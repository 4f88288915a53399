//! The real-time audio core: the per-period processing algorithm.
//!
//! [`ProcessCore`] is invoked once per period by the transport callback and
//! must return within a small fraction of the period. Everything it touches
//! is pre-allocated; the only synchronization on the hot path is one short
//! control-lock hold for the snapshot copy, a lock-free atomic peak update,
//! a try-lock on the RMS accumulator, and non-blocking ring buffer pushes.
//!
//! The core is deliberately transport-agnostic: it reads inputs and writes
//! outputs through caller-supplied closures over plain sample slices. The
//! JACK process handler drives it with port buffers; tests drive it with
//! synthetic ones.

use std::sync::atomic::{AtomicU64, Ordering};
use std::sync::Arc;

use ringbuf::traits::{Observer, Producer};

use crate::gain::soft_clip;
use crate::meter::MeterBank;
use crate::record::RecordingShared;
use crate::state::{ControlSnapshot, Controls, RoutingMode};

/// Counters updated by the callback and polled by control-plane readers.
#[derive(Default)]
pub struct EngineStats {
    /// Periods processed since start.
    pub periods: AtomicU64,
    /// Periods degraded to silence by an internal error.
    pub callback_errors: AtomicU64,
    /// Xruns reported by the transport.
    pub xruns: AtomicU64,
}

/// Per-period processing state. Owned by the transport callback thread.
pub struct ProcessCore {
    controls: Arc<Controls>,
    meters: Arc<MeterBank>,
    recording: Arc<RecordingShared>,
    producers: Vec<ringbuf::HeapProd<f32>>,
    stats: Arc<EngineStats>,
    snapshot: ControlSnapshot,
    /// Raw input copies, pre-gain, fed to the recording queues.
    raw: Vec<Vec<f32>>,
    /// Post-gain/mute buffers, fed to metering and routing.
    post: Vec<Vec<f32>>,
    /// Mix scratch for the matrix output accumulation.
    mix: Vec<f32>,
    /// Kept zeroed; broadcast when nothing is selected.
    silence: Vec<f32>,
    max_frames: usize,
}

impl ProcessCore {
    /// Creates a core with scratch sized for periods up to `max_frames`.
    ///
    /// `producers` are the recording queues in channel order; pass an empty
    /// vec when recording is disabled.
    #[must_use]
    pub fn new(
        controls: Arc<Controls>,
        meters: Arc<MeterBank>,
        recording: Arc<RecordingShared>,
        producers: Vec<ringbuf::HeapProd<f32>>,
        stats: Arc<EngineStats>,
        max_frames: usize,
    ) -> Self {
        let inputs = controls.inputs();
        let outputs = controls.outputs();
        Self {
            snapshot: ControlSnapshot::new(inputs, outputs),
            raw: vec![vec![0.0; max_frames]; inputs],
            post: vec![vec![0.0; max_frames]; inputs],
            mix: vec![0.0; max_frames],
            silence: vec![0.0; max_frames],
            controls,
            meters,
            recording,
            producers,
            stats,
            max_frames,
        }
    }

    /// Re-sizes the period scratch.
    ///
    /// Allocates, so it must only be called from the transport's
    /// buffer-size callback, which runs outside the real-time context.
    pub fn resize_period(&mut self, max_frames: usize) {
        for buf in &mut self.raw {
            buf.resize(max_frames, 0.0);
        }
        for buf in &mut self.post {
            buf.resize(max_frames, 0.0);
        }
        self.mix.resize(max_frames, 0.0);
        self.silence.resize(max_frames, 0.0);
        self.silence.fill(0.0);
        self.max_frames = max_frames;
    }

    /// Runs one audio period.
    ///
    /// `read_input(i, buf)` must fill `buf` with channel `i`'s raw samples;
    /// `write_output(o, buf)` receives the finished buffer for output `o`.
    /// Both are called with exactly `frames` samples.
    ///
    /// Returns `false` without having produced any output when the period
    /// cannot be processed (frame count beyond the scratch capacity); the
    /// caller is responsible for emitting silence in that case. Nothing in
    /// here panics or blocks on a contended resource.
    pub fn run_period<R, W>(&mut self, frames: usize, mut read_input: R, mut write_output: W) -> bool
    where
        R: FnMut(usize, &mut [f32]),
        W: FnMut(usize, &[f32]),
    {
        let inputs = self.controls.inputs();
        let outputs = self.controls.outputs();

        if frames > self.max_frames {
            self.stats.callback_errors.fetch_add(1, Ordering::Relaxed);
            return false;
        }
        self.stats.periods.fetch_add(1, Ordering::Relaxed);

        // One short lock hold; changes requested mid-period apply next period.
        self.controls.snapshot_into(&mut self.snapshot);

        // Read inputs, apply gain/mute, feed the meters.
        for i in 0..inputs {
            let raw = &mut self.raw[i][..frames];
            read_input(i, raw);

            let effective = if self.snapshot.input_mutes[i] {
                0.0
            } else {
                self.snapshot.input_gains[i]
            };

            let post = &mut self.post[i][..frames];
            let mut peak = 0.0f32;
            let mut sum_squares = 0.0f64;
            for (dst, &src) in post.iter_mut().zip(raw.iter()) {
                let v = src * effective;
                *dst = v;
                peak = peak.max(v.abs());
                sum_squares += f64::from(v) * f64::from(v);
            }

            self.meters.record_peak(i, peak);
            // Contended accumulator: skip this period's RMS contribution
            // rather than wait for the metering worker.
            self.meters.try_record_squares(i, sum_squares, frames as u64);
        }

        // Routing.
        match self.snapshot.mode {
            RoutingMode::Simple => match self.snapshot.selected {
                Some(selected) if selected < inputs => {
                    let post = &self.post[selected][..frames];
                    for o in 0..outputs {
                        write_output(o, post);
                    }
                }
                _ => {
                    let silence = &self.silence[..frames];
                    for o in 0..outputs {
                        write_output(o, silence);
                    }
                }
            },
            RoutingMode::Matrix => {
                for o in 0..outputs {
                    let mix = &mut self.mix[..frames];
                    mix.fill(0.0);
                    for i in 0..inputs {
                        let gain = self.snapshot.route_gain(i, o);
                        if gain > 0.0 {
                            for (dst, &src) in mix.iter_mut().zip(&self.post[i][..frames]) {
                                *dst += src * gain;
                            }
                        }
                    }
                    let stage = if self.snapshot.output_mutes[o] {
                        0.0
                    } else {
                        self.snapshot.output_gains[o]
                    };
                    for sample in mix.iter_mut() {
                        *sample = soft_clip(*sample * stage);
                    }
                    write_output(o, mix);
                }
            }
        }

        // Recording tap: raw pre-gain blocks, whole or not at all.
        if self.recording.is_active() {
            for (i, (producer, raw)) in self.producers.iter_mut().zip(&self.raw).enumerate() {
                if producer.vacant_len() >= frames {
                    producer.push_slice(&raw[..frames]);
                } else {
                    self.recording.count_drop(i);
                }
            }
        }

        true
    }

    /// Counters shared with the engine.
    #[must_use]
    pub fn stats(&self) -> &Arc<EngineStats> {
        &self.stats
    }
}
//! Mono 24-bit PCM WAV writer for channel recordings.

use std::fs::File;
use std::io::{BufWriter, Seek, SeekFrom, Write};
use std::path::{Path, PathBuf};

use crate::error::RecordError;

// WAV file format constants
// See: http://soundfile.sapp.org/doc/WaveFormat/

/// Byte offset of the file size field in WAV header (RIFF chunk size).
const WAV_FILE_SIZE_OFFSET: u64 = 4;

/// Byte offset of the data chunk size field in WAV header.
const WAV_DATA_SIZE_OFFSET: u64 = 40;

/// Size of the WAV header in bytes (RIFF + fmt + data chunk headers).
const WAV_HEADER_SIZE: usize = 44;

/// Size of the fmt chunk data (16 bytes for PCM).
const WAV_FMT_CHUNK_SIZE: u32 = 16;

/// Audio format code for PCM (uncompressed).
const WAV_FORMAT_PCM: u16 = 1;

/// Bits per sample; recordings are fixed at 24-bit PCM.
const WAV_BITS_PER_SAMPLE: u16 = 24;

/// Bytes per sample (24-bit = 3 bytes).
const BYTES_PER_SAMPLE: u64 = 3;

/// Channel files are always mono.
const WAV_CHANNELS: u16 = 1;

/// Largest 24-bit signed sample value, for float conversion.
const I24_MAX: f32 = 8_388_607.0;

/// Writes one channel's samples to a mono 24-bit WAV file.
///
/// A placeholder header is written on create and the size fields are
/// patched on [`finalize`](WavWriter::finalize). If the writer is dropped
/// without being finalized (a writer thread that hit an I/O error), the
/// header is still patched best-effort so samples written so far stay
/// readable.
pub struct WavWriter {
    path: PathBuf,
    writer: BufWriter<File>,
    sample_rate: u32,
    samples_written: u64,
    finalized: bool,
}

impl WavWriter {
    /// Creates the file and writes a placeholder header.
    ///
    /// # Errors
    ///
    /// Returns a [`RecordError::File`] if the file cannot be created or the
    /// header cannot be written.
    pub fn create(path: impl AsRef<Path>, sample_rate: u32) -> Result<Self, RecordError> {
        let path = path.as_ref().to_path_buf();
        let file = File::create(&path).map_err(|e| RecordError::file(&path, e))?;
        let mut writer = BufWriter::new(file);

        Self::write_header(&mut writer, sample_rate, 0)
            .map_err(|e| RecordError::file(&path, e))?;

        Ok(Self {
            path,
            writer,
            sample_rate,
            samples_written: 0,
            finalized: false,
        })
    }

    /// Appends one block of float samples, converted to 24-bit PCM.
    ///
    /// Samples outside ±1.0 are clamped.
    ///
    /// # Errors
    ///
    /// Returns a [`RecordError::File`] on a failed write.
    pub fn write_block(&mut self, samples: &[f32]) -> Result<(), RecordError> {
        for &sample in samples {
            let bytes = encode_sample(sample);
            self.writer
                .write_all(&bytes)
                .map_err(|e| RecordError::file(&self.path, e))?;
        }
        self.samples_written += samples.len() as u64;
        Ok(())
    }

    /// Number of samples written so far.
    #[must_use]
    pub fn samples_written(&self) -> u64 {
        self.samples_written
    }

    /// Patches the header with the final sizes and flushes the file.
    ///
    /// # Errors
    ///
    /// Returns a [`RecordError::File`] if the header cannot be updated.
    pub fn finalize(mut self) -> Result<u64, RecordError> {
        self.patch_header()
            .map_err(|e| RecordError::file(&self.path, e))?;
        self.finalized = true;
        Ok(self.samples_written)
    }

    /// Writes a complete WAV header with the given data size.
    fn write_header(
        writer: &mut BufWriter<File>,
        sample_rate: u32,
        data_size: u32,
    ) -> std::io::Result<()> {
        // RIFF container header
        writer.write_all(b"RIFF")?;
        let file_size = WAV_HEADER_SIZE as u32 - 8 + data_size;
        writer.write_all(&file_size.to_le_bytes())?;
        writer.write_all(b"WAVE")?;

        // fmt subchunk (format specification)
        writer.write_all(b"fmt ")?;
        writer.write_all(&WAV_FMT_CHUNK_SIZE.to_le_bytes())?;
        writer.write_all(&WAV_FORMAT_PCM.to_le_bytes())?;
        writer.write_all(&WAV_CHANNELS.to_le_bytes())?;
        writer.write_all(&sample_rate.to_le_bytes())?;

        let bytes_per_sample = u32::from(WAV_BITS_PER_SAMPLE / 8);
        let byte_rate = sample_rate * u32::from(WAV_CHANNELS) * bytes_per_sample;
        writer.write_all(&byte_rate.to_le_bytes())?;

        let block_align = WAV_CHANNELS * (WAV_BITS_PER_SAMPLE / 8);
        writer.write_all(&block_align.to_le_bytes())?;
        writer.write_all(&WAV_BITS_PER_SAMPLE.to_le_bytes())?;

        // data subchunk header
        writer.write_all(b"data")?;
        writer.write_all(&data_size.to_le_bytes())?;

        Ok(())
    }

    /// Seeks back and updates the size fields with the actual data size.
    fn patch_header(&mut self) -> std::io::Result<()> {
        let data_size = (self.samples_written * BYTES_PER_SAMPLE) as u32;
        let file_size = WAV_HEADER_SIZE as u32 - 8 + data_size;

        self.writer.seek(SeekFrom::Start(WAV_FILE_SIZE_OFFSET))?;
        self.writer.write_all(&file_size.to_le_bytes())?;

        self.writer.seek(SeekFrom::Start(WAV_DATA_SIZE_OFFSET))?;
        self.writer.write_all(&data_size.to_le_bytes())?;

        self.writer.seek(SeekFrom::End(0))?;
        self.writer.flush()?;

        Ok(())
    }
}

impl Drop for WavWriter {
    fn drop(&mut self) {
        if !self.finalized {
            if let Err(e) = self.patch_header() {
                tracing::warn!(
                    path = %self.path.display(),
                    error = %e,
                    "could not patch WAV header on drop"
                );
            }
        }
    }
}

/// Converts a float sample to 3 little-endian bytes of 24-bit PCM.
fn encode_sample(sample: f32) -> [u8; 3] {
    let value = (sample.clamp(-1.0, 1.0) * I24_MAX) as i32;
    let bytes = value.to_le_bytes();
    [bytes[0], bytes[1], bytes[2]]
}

-- -- --

Action item:
Looking at the records, how many lines include "Creates"? Respond with the number only.

Solution to the exercise:
2